Tuesday, August 12, 2008

My Recurring Dream

I have a dream that recurs about every couple of weeks. It is never exactly the same every time but the theme and activities are so similar I know it is 'that' dream again taking a slightly different form.

The dream is of travel. Sometimes I am driving on a road trip, sometimes I am on a train, sometimes a plane (those usually involve more stress and tension and are much more disturbing) and overwhelmingly of late they have been on boats. The pattern of the dream is that I obviously have a destination but something sidetracks me in the dream and I either stop for a rest (if driving) or I stop for something like a train change or I'm waiting with the plane on the ground because of a delay. Anyway, whatever way it presents itself I always end up on some sort of side adventure that makes my trip longer- or sometimes causes me to miss the next part of my trip. It is never overly upsetting (in the cases of flight it is actually a relief) and I seem to enjoy the interruption as much as I would have enjoyed the destination. One other common thing about this dream is that I am always traveling alone.

I long ago decided this dream represented my life. I never reach my destination- which I have determined to be the end of my life. The side adventures are always enjoyable and although I have a vague feeling that I should continue on my journey, I never mind the interruptions that much and ultimately decide the break in my plans was worthwhile and significant.

I had the dream again last night. I was sailing out of Galveston to the Caribbean. As usual, something caused a change in plans and as usual I didn't mind.
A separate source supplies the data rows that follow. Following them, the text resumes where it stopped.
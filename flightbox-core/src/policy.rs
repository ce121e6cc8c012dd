//! Fetch policy: deciding what a fetch result means for the cache.
//!
//! A [`FetchPolicy`] turns the raw [`FetchResult`] of one attempt into a
//! [`Decision`]:
//!
//! - [`Decision::CacheableSuccess`] - a stable, successful answer
//! - [`Decision::CacheableNegative`] - a stable answer that the resource is
//!   absent or unauthorized; remembered, but reported as an error
//! - [`Decision::NonCacheableFailure`] - anything that may be transient
//!
//! ## Status tables
//!
//! [`StatusPolicy`] is driven by an explicit [`StatusTable`] instead of inline
//! conditionals. The registry table recognizes three codes:
//!
//! ```
//! use flightbox_core::{Disposition, StatusTable};
//! use http::StatusCode;
//!
//! let table = StatusTable::registry();
//! assert_eq!(table.disposition(StatusCode::OK), Some(Disposition::Success));
//! assert_eq!(table.disposition(StatusCode::NOT_FOUND), Some(Disposition::Negative));
//! assert_eq!(table.disposition(StatusCode::UNAUTHORIZED), Some(Disposition::Negative));
//! assert_eq!(table.disposition(StatusCode::TOO_MANY_REQUESTS), None);
//! ```
//!
//! Codes outside the table are never cached: rate limiting or a server error
//! must not poison the cache.

use std::sync::Arc;

use bytes::Bytes;
use http::StatusCode;

use crate::error::RegistryError;
use crate::outcome::{FetchError, FetchResult, Outcome};

/// How a recognized status code is reported once cached.
#[derive(Debug, Clone, Copy, PartialEq, Eq, Hash, serde::Serialize, serde::Deserialize)]
pub enum Disposition {
    /// The answer is handed back to callers as a body.
    Success,
    /// The answer is cached but handed back as [`RegistryError::NegativeStatus`].
    Negative,
}

/// A cached answer: the outcome plus how callers should see it.
///
/// Verdicts are immutable. Once stored for a key they are served as-is for
/// the lifetime of the cache.
#[derive(Debug, Clone, PartialEq, Eq)]
pub struct Verdict {
    outcome: Outcome,
    disposition: Disposition,
}

impl Verdict {
    /// Creates a verdict.
    pub fn new(outcome: Outcome, disposition: Disposition) -> Self {
        Self {
            outcome,
            disposition,
        }
    }

    /// Returns the cached outcome.
    #[inline]
    pub fn outcome(&self) -> &Outcome {
        &self.outcome
    }

    /// Returns the disposition of the cached outcome.
    #[inline]
    pub fn disposition(&self) -> Disposition {
        self.disposition
    }

    /// Returns `true` for a successful answer.
    #[inline]
    pub fn is_success(&self) -> bool {
        self.disposition == Disposition::Success
    }

    /// Returns the body of a successful answer, or the negative status as an
    /// error.
    pub fn into_body(self) -> Result<Bytes, RegistryError> {
        match self.disposition {
            Disposition::Success => Ok(self.outcome.into_body()),
            Disposition::Negative => Err(RegistryError::NegativeStatus(self.outcome.status())),
        }
    }
}

/// Classification of one fetch attempt.
#[derive(Debug)]
pub enum Decision {
    /// Store and return the body.
    CacheableSuccess(Outcome),
    /// Store, but report the status as an error.
    CacheableNegative(Outcome),
    /// Store nothing, report the error.
    NonCacheableFailure(RegistryError),
}

impl Decision {
    /// Returns `true` if the cache should keep the result.
    pub fn is_cacheable(&self) -> bool {
        !matches!(self, Decision::NonCacheableFailure(_))
    }

    /// Converts the decision into what the cache stores and shares.
    pub fn into_verdict(self) -> Result<Verdict, RegistryError> {
        match self {
            Decision::CacheableSuccess(outcome) => Ok(Verdict::new(outcome, Disposition::Success)),
            Decision::CacheableNegative(outcome) => {
                Ok(Verdict::new(outcome, Disposition::Negative))
            }
            Decision::NonCacheableFailure(error) => Err(error),
        }
    }
}

/// Decides whether a fetch result is cacheable.
///
/// Implementations must be pure: the same input always yields the same
/// decision, and classification never performs I/O.
pub trait FetchPolicy: Send + Sync {
    /// Classifies the result of one fetch attempt.
    fn classify(&self, result: FetchResult) -> Decision;
}

impl<T> FetchPolicy for Arc<T>
where
    T: FetchPolicy + ?Sized,
{
    fn classify(&self, result: FetchResult) -> Decision {
        self.as_ref().classify(result)
    }
}

/// Explicit table of recognized status codes.
///
/// Build one in code, or get [`StatusTable::registry`] for the standard
/// package-registry answers.
///
/// ```
/// use flightbox_core::{Disposition, StatusTable};
/// use http::StatusCode;
///
/// let table = StatusTable::new()
///     .success(StatusCode::OK)
///     .success(StatusCode::NOT_MODIFIED)
///     .negative(StatusCode::GONE);
/// assert_eq!(table.disposition(StatusCode::NOT_MODIFIED), Some(Disposition::Success));
/// assert_eq!(table.len(), 3);
/// ```
#[derive(Debug, Clone, Default, PartialEq, Eq)]
pub struct StatusTable {
    entries: Vec<(StatusCode, Disposition)>,
}

impl StatusTable {
    /// Creates an empty table. Nothing is cacheable until codes are added.
    pub fn new() -> Self {
        Self::default()
    }

    /// `200 OK` as success, `404 Not Found` and `401 Unauthorized` as
    /// negative answers.
    pub fn registry() -> Self {
        Self::new()
            .success(StatusCode::OK)
            .negative(StatusCode::NOT_FOUND)
            .negative(StatusCode::UNAUTHORIZED)
    }

    /// Adds (or reclassifies) a code as a success.
    pub fn success(self, status: StatusCode) -> Self {
        self.with(status, Disposition::Success)
    }

    /// Adds (or reclassifies) a code as a cacheable negative answer.
    pub fn negative(self, status: StatusCode) -> Self {
        self.with(status, Disposition::Negative)
    }

    /// Adds a code with an explicit disposition. A later entry for the same
    /// code replaces the earlier one.
    pub fn with(mut self, status: StatusCode, disposition: Disposition) -> Self {
        match self.entries.iter_mut().find(|(code, _)| *code == status) {
            Some(entry) => entry.1 = disposition,
            None => self.entries.push((status, disposition)),
        }
        self
    }

    /// Looks up a status code.
    pub fn disposition(&self, status: StatusCode) -> Option<Disposition> {
        self.entries
            .iter()
            .find(|(code, _)| *code == status)
            .map(|(_, disposition)| *disposition)
    }

    /// Iterates over the recognized codes in insertion order.
    pub fn iter(&self) -> impl Iterator<Item = (StatusCode, Disposition)> + '_ {
        self.entries.iter().copied()
    }

    /// Number of recognized codes.
    pub fn len(&self) -> usize {
        self.entries.len()
    }

    /// Returns `true` if no code is recognized.
    pub fn is_empty(&self) -> bool {
        self.entries.is_empty()
    }
}

impl FromIterator<(StatusCode, Disposition)> for StatusTable {
    fn from_iter<I: IntoIterator<Item = (StatusCode, Disposition)>>(iter: I) -> Self {
        iter.into_iter()
            .fold(StatusTable::new(), |table, (status, disposition)| {
                table.with(status, disposition)
            })
    }
}

/// Status-code allowlist policy.
///
/// - recognized success code: [`Decision::CacheableSuccess`]
/// - recognized negative code: [`Decision::CacheableNegative`]
/// - any other code: [`RegistryError::UnexpectedStatus`], not cached
/// - transport failure or cancellation: not cached
/// - body-read failure: not cached; if the status itself was unrecognized
///   the status is reported instead
#[derive(Debug, Clone, PartialEq, Eq)]
pub struct StatusPolicy {
    table: StatusTable,
}

impl StatusPolicy {
    /// Creates a policy over the given table.
    pub fn new(table: StatusTable) -> Self {
        Self { table }
    }

    /// Policy over [`StatusTable::registry`].
    pub fn registry() -> Self {
        Self::new(StatusTable::registry())
    }

    /// Returns the underlying table.
    pub fn table(&self) -> &StatusTable {
        &self.table
    }
}

impl Default for StatusPolicy {
    fn default() -> Self {
        Self::registry()
    }
}

impl FetchPolicy for StatusPolicy {
    fn classify(&self, result: FetchResult) -> Decision {
        match result {
            Ok(outcome) => match self.table.disposition(outcome.status()) {
                Some(Disposition::Success) => Decision::CacheableSuccess(outcome),
                Some(Disposition::Negative) => Decision::CacheableNegative(outcome),
                None => {
                    Decision::NonCacheableFailure(RegistryError::UnexpectedStatus(outcome.status()))
                }
            },
            Err(FetchError::BodyRead { status, .. }) if self.table.disposition(status).is_none() => {
                Decision::NonCacheableFailure(RegistryError::UnexpectedStatus(status))
            }
            Err(error) => Decision::NonCacheableFailure(error.into()),
        }
    }
}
There was one thing that was different this time though. This time I had a partner with me. It was incredibly comforting and I realized how much I enjoyed seeing old things again and pointing them out and also seeing new things knowing she was thrilled to be on the adventure with me. I'm not sure exactly what my dream was trying to tell me this time. Maybe just that it is not always best to plan your life journey alone. I do know it felt very profound when I awoke. I certainly liked the feeling of someone I loved at my side on the ocean. Whatever the message, it has certainly been on my mind today. And so has she.